Paul Krugman succinctly sums up the media’s belated understanding of the relationship among Fox News, Rightist Talk Radio, political extremism and now murders. He says in passing, “And at this point, whatever dividing line there was between mainstream conservatism and the black-helicopter crowd seems to have been virtually erased.”
Here at STSOZ since the early 2000s we diagnosed the differences among the Movement, its various strands and ‘Republicans”. Long ago we tried to explain that the Movement is the controlling parasite astride its enfeebled Republican host. The Movement’s reaction to Obama’s 2008 victory only underscores the point.
Today’s ‘mainstream media’ still do not fully understand the dichotomy. Or its implications. They still treat ‘Republicans’ and Democrats as equivalent political actors playing the same game by the same rules for the same prizes. As long as relative neophytes view politics in this prism, the Movement wins.
What we here at STSOZ call the Movement within the conservative base always plays a different game for a different prize. The Movement may speak in normal political talking points from ‘Republican’ institutions.
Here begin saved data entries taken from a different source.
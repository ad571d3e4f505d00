// SPDX-License-Identifier: Apache-2.0
// Copyright 2025 itsakeyfut
//
// Licensed under the Apache License, Version 2.0 (the "License");
// you may not use this file except in compliance with the License.
// You may obtain a copy of the License at
//
//     http://www.apache.org/licenses/LICENSE-2.0
//
// Unless required by applicable law or agreed to in writing, software
// distributed under the License is distributed on an "AS IS" BASIS,
// WITHOUT WARRANTIES OR CONDITIONS OF ANY KIND, either express or implied.
// See the License for the specific language governing permissions and
// limitations under the License.

//! GP1 display configuration commands
//!
//! Display enable, display area, display ranges and display mode. None of
//! these affect drawing; they only change what GPUSTAT reports and what a
//! video output stage would scan out.

use super::super::registers::DisplayMode;
use super::super::GPU;

impl GPU {
    /// GP1(0x03): Display Enable
    ///
    /// # Arguments
    ///
    /// * `argument` - Bit 0: 0=Enable, 1=Disable
    pub(in crate::core::gpu) fn gp1_display_enable(&mut self, argument: u32) {
        self.display_control.display_disabled = argument & 1 != 0;

        log::debug!(
            "Display {}",
            if self.display_control.display_disabled {
                "disabled"
            } else {
                "enabled"
            }
        );
    }

    /// GP1(0x05): Start of Display Area
    ///
    /// # Arguments
    ///
    /// * `argument` - Bits 0-9: X coordinate, Bits 10-18: Y coordinate
    pub(in crate::core::gpu) fn gp1_display_area_start(&mut self, argument: u32) {
        self.display_control.area_x = (argument & 0x3FF) as u16;
        self.display_control.area_y = ((argument >> 10) & 0x1FF) as u16;

        log::debug!(
            "Display area start: ({}, {})",
            self.display_control.area_x,
            self.display_control.area_y
        );
    }

    /// GP1(0x06): Horizontal Display Range
    ///
    /// # Arguments
    ///
    /// * `argument` - Bits 0-11: X1 start, Bits 12-23: X2 end
    pub(in crate::core::gpu) fn gp1_horizontal_display_range(&mut self, argument: u32) {
        self.display_control.range_x1 = (argument & 0xFFF) as u16;
        self.display_control.range_x2 = ((argument >> 12) & 0xFFF) as u16;

        log::debug!(
            "Horizontal display range: {} to {}",
            self.display_control.range_x1,
            self.display_control.range_x2
        );
    }

    /// GP1(0x07): Vertical Display Range
    ///
    /// # Arguments
    ///
    /// * `argument` - Bits 0-9: Y1 start, Bits 10-19: Y2 end
    ///
    /// # Examples
    ///
    /// ```
    /// # use psx_gpu::core::GPU;
    /// let mut gpu = GPU::new();
    /// gpu.write_gp1(0x07000000 | (0x100 << 10) | 0x10);
    /// assert_eq!(gpu.display_control().range_y1, 0x10);
    /// assert_eq!(gpu.display_control().range_y2, 0x100);
    /// ```
    pub(in crate::core::gpu) fn gp1_vertical_display_range(&mut self, argument: u32) {
        self.display_control.range_y1 = (argument & 0x3FF) as u16;
        self.display_control.range_y2 = ((argument >> 10) & 0x3FF) as u16;

        log::debug!(
            "Vertical display range: {} to {}",
            self.display_control.range_y1,
            self.display_control.range_y2
        );
    }

    /// GP1(0x08): Display Mode
    ///
    /// ```text
    /// Bits 0-1: Horizontal resolution 1
    /// Bit 2:    Vertical resolution
    /// Bit 3:    Video mode (NTSC/PAL)
    /// Bit 4:    Display color depth
    /// Bit 5:    Vertical interlace
    /// Bit 6:    Horizontal resolution 2
    /// Bit 7:    Reverse flag
    /// ```
    pub(in crate::core::gpu) fn gp1_display_mode(&mut self, argument: u32) {
        self.display_mode = DisplayMode::new(argument);

        log::debug!(
            "Display mode: {:?} {:?} {:?} {:?} interlaced={}",
            self.display_mode.horizontal_res(),
            self.display_mode.vertical_res(),
            self.display_mode.video_mode(),
            self.display_mode.color_depth(),
            self.display_mode.interlaced()
        );
    }
}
Yet it isn’t not committed to Dahl-esque pluralistic politics. It has never sought or tolerated compromise or ‘moderation’. That’s because for the Movement, politics is existential warfare. Compromise is defeat.
Because Krugman et al. fail to grasp the fundamental differences among the Movement, the former Republican and Democratic parties, talking heads tell Americans the Movement is just the ‘Republican base’. As if somehow the Movement and its Manichean zero-sum nihilism is the same as the Democratic base. Say like the Sierra Club or unions.
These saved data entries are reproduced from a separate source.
// SPDX-License-Identifier: Apache-2.0
// Copyright 2025 itsakeyfut
//
// Licensed under the Apache License, Version 2.0 (the "License");
// you may not use this file except in compliance with the License.
// You may obtain a copy of the License at
//
//     http://www.apache.org/licenses/LICENSE-2.0
//
// Unless required by applicable law or agreed to in writing, software
// distributed under the License is distributed on an "AS IS" BASIS,
// WITHOUT WARRANTIES OR CONDITIONS OF ANY KIND, either express or implied.
// See the License for the specific language governing permissions and
// limitations under the License.

//! GPU primitive assembly
//!
//! Drawing commands do not touch VRAM here. Each polygon, line or rectangle is
//! turned into triangles (three [`Vertex`] records each) and appended to the
//! render list, which an external rasterizer drains.
//!
//! # Quads
//!
//! A quad with corners 0..3 becomes two triangles, (0, 1, 2) and (1, 2, 3).
//! The second triangle fans from corner 1, not corner 0.

use serde::{Deserialize, Serialize};

use super::GPU;

/// One vertex of a render-list triangle
///
/// # Examples
///
/// ```
/// use psx_gpu::core::GPU;
///
/// let mut gpu = GPU::new();
/// gpu.write_gp0(0x20FF0000); // flat triangle, color 0xFF0000
/// gpu.write_gp0(0x00000000);
/// gpu.write_gp0(0x00000010);
/// gpu.write_gp0(0x00100000);
///
/// let vertex = gpu.render_list()[1];
/// assert_eq!((vertex.x, vertex.y), (16, 0));
/// assert_eq!((vertex.r, vertex.g, vertex.b), (0x00, 0x00, 0xFF));
/// assert_eq!(vertex.bit_depth, 0);
/// ```
#[derive(Debug, Clone, Copy, Default, PartialEq, Eq, Serialize, Deserialize)]
pub struct Vertex {
    /// Position in console coordinates (not clamped)
    pub x: i32,
    pub y: i32,

    /// Color, 8 bits per channel
    pub r: u8,
    pub g: u8,
    pub b: u8,

    /// Texture coordinate inside the page (0 when untextured)
    pub u: u8,
    pub v: u8,

    /// Texture bit depth: 4, 8, 16, or 0 when untextured
    pub bit_depth: u8,

    /// CLUT origin in VRAM
    pub clut_x: u16,
    pub clut_y: u16,

    /// Texture page base in VRAM
    pub page_x: u16,
    pub page_y: u16,
}

/// A decoded corner handed to the assembler
///
/// `color` is a packed 24-bit command color, `texcoord` is the raw texture
/// word (coordinate in bits 0-15, CLUT or page attribute in bits 16-31).
#[derive(Debug, Clone, Copy, Default, PartialEq, Eq)]
pub(in crate::core::gpu) struct Corner {
    pub x: i32,
    pub y: i32,
    pub color: u32,
    pub texcoord: u32,
}

impl Corner {
    pub fn new(x: i32, y: i32, color: u32, texcoord: u32) -> Self {
        Self {
            x,
            y,
            color,
            texcoord,
        }
    }
}

/// Decode a vertex word into signed (x, y)
///
/// ```text
/// Bits 0-15:  X coordinate (signed 16-bit)
/// Bits 16-31: Y coordinate (signed 16-bit)
/// ```
#[inline]
pub(in crate::core::gpu) fn decode_position(word: u32) -> (i32, i32) {
    let x = (word & 0xFFFF) as u16 as i16 as i32;
    let y = ((word >> 16) & 0xFFFF) as u16 as i16 as i32;
    (x, y)
}

/// Texture sampling attributes shared by every vertex of one primitive
#[derive(Debug, Clone, Copy, Default, PartialEq, Eq)]
struct TextureAttributes {
    bit_depth: u8,
    clut_x: u16,
    clut_y: u16,
    page_x: u16,
    page_y: u16,
}

impl TextureAttributes {
    /// Decode CLUT from the first texture word and page from the second
    ///
    /// ```text
    /// word 0 bits 16-21: CLUT X / 16     bits 22-30: CLUT Y
    /// word 1 bits 16-19: page X / 64     bit 20:     page Y / 256
    ///        bits 23-24: depth (0=4bit, 1=8bit, 2/3=15bit)
    /// ```
    fn decode(clut_word: u32, page_word: u32) -> Self {
        let bit_depth = match (page_word >> 23) & 3 {
            0 => 4,
            1 => 8,
            _ => 16,
        };

        Self {
            bit_depth,
            clut_x: (((clut_word >> 16) & 0x3F) * 16) as u16,
            clut_y: ((clut_word >> 22) & 0x1FF) as u16,
            page_x: (((page_word >> 16) & 0xF) * 64) as u16,
            page_y: (((page_word >> 20) & 1) * 256) as u16,
        }
    }
}

impl GPU {
    /// Append a triangle or quad to the render list
    ///
    /// `corners` holds 3 or 4 entries. Quads are emitted as two triangles,
    /// (0, 1, 2) followed by (1, 2, 3). Untextured primitives get zero texture
    /// coordinates and bit depth 0.
    pub(in crate::core::gpu) fn push_polygon(&mut self, corners: &[Corner], textured: bool) {
        let attributes = if textured && corners.len() >= 2 {
            TextureAttributes::decode(corners[0].texcoord, corners[1].texcoord)
        } else {
            TextureAttributes::default()
        };

        let indices: &[usize] = if corners.len() >= 4 {
            &[0, 1, 2, 1, 2, 3]
        } else {
            &[0, 1, 2]
        };

        for &i in indices {
            let vertex = Self::make_vertex(&corners[i], &attributes, textured);
            self.render_list.push(vertex);
        }
    }

    fn make_vertex(corner: &Corner, attributes: &TextureAttributes, textured: bool) -> Vertex {
        let (u, v) = if textured {
            (
                (corner.texcoord & 0xFF) as u8,
                ((corner.texcoord >> 8) & 0xFF) as u8,
            )
        } else {
            (0, 0)
        };

        Vertex {
            x: corner.x,
            y: corner.y,
            r: (corner.color & 0xFF) as u8,
            g: ((corner.color >> 8) & 0xFF) as u8,
            b: ((corner.color >> 16) & 0xFF) as u8,
            u,
            v,
            bit_depth: attributes.bit_depth,
            clut_x: attributes.clut_x,
            clut_y: attributes.clut_y,
            page_x: attributes.page_x,
            page_y: attributes.page_y,
        }
    }

    /// Primitives assembled so far, in render order
    ///
    /// Every three consecutive vertices form one triangle. The list keeps
    /// growing until the consumer drains it.
    pub fn render_list(&self) -> &[Vertex] {
        &self.render_list
    }

    /// Iterate over the assembled triangles without consuming them
    pub fn triangles(&self) -> impl Iterator<Item = &[Vertex]> {
        self.render_list.chunks_exact(3)
    }

    /// Remove and return every assembled vertex
    ///
    /// # Examples
    ///
    /// ```
    /// use psx_gpu::core::GPU;
    ///
    /// let mut gpu = GPU::new();
    /// gpu.write_gp0(0x68FFFFFF); // 1×1 rectangle
    /// gpu.write_gp0(0x00100010);
    ///
    /// let vertices: Vec<_> = gpu.drain_render_list().collect();
    /// assert_eq!(vertices.len(), 6);
    /// assert!(gpu.render_list().is_empty());
    /// ```
    pub fn drain_render_list(&mut self) -> std::vec::Drain<'_, Vertex> {
        self.render_list.drain(..)
    }
}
It wasn’t always like this, of course. Until 1992 the Republican Party remained the dominant organizational entity and kept the Movement as a subordinate coalition partner within bounds. But after the Bush debacle in ’92, the Movement learned to seize power on its own within and without the Republican Party. The signs began with the Movement’s no longer filtered rage, paranoia, and conspiracy fever in 1993. By the 1994 midterms, the Movement began to eclipse the Republican establishment. By 2001-2008, the Movement completed its eclipse and take over of the old Republican Party.